TRY IT: Give the number of lines in this listing that contain "const", with no other words.

EXTRACTED RECORDS:

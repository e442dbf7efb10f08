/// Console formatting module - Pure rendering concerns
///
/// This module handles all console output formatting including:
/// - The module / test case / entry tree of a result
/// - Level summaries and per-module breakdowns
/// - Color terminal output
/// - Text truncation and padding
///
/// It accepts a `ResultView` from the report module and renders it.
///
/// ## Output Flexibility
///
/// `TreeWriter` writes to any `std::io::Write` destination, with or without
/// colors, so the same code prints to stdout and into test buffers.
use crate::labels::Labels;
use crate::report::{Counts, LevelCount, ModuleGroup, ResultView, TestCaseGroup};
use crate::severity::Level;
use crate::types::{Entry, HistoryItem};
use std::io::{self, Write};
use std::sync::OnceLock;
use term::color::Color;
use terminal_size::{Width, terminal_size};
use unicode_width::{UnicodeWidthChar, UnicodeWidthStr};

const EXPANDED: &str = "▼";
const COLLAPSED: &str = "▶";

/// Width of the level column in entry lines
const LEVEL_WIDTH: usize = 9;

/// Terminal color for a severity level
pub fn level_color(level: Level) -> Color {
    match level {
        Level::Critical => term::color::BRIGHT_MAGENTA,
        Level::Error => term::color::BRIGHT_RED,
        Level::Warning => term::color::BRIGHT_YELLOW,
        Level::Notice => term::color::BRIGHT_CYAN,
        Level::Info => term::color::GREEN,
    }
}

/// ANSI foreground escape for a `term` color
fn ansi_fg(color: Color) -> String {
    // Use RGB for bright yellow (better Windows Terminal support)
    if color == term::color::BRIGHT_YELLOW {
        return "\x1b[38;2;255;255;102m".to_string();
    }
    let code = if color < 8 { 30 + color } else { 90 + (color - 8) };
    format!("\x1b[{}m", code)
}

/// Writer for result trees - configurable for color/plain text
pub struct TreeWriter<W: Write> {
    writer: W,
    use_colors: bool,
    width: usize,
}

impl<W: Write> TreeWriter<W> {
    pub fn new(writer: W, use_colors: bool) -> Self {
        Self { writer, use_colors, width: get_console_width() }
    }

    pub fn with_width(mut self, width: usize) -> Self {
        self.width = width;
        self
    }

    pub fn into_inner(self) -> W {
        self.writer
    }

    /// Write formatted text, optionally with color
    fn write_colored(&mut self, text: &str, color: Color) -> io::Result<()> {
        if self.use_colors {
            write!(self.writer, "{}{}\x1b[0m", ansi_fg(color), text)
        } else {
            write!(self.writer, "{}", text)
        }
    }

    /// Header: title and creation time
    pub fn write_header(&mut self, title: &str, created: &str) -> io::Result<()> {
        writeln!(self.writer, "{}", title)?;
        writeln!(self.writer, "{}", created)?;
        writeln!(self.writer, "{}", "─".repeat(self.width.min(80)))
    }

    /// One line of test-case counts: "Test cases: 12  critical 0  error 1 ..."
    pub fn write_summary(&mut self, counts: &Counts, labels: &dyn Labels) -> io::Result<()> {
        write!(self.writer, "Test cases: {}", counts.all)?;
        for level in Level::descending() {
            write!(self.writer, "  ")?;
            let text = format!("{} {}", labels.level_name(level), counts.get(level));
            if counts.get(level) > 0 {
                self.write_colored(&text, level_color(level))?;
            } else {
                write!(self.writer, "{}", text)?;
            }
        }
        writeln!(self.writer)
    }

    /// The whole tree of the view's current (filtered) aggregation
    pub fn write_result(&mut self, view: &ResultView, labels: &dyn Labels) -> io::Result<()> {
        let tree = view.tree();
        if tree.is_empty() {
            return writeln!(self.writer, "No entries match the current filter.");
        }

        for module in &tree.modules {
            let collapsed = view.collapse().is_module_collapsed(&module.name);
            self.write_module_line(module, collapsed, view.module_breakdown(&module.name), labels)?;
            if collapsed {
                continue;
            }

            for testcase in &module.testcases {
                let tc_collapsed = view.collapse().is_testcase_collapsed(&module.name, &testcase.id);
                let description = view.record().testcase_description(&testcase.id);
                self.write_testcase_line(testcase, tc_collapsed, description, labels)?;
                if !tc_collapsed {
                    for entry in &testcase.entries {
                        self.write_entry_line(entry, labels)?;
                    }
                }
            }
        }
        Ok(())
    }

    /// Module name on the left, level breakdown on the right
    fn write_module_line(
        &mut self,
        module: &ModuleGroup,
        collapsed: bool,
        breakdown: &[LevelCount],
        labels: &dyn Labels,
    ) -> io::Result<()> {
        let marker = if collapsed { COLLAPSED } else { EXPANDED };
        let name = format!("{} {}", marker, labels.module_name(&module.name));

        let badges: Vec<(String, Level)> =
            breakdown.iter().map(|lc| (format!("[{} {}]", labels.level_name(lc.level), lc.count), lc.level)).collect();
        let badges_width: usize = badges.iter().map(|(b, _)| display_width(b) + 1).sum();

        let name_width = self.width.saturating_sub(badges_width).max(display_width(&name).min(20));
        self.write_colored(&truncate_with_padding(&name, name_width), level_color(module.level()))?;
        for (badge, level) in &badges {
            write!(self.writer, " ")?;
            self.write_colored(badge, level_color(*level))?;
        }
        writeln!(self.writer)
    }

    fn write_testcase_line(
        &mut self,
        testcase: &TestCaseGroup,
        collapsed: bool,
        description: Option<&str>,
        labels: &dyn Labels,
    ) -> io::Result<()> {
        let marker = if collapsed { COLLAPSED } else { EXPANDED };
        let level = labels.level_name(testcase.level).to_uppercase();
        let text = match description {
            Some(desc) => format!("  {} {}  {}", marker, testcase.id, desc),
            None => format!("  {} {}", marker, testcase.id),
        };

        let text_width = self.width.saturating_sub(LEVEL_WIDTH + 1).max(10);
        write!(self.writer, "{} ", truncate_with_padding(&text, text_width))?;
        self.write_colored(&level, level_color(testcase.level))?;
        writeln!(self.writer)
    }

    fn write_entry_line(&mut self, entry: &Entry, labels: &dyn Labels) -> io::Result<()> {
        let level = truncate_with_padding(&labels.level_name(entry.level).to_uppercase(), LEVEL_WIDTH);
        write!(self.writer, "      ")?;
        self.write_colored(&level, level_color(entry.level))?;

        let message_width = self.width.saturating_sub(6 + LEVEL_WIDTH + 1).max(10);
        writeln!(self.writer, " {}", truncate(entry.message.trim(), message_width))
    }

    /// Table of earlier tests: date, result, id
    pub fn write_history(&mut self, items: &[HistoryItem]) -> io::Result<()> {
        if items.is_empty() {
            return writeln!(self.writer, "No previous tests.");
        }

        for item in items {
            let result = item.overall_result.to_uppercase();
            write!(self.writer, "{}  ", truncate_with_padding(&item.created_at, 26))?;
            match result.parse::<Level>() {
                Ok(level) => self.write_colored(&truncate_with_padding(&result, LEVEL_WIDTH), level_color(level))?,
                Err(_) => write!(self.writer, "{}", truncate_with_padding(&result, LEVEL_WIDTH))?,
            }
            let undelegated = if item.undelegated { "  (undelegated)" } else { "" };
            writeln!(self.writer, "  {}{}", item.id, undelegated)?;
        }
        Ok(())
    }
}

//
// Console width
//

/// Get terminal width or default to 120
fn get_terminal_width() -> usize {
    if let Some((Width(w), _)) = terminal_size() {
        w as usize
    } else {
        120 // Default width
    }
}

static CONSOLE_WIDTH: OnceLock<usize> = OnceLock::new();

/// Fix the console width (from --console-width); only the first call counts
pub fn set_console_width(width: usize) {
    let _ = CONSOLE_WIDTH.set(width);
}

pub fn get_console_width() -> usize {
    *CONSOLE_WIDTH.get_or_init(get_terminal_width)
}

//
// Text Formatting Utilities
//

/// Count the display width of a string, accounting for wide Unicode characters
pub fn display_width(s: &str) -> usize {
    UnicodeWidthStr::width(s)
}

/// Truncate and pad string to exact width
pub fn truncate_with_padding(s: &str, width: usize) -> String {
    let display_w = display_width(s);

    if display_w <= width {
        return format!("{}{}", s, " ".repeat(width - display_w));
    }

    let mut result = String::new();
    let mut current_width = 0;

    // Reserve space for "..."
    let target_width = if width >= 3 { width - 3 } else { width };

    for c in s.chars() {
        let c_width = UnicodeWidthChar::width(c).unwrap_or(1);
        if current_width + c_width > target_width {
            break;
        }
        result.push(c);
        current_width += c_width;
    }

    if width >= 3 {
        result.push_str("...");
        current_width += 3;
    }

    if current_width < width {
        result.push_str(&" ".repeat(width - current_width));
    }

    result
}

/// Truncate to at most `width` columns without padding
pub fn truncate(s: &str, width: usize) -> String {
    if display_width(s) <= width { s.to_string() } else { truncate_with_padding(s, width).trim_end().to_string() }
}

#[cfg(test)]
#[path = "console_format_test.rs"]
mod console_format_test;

PROBLEM SOLUTION: 3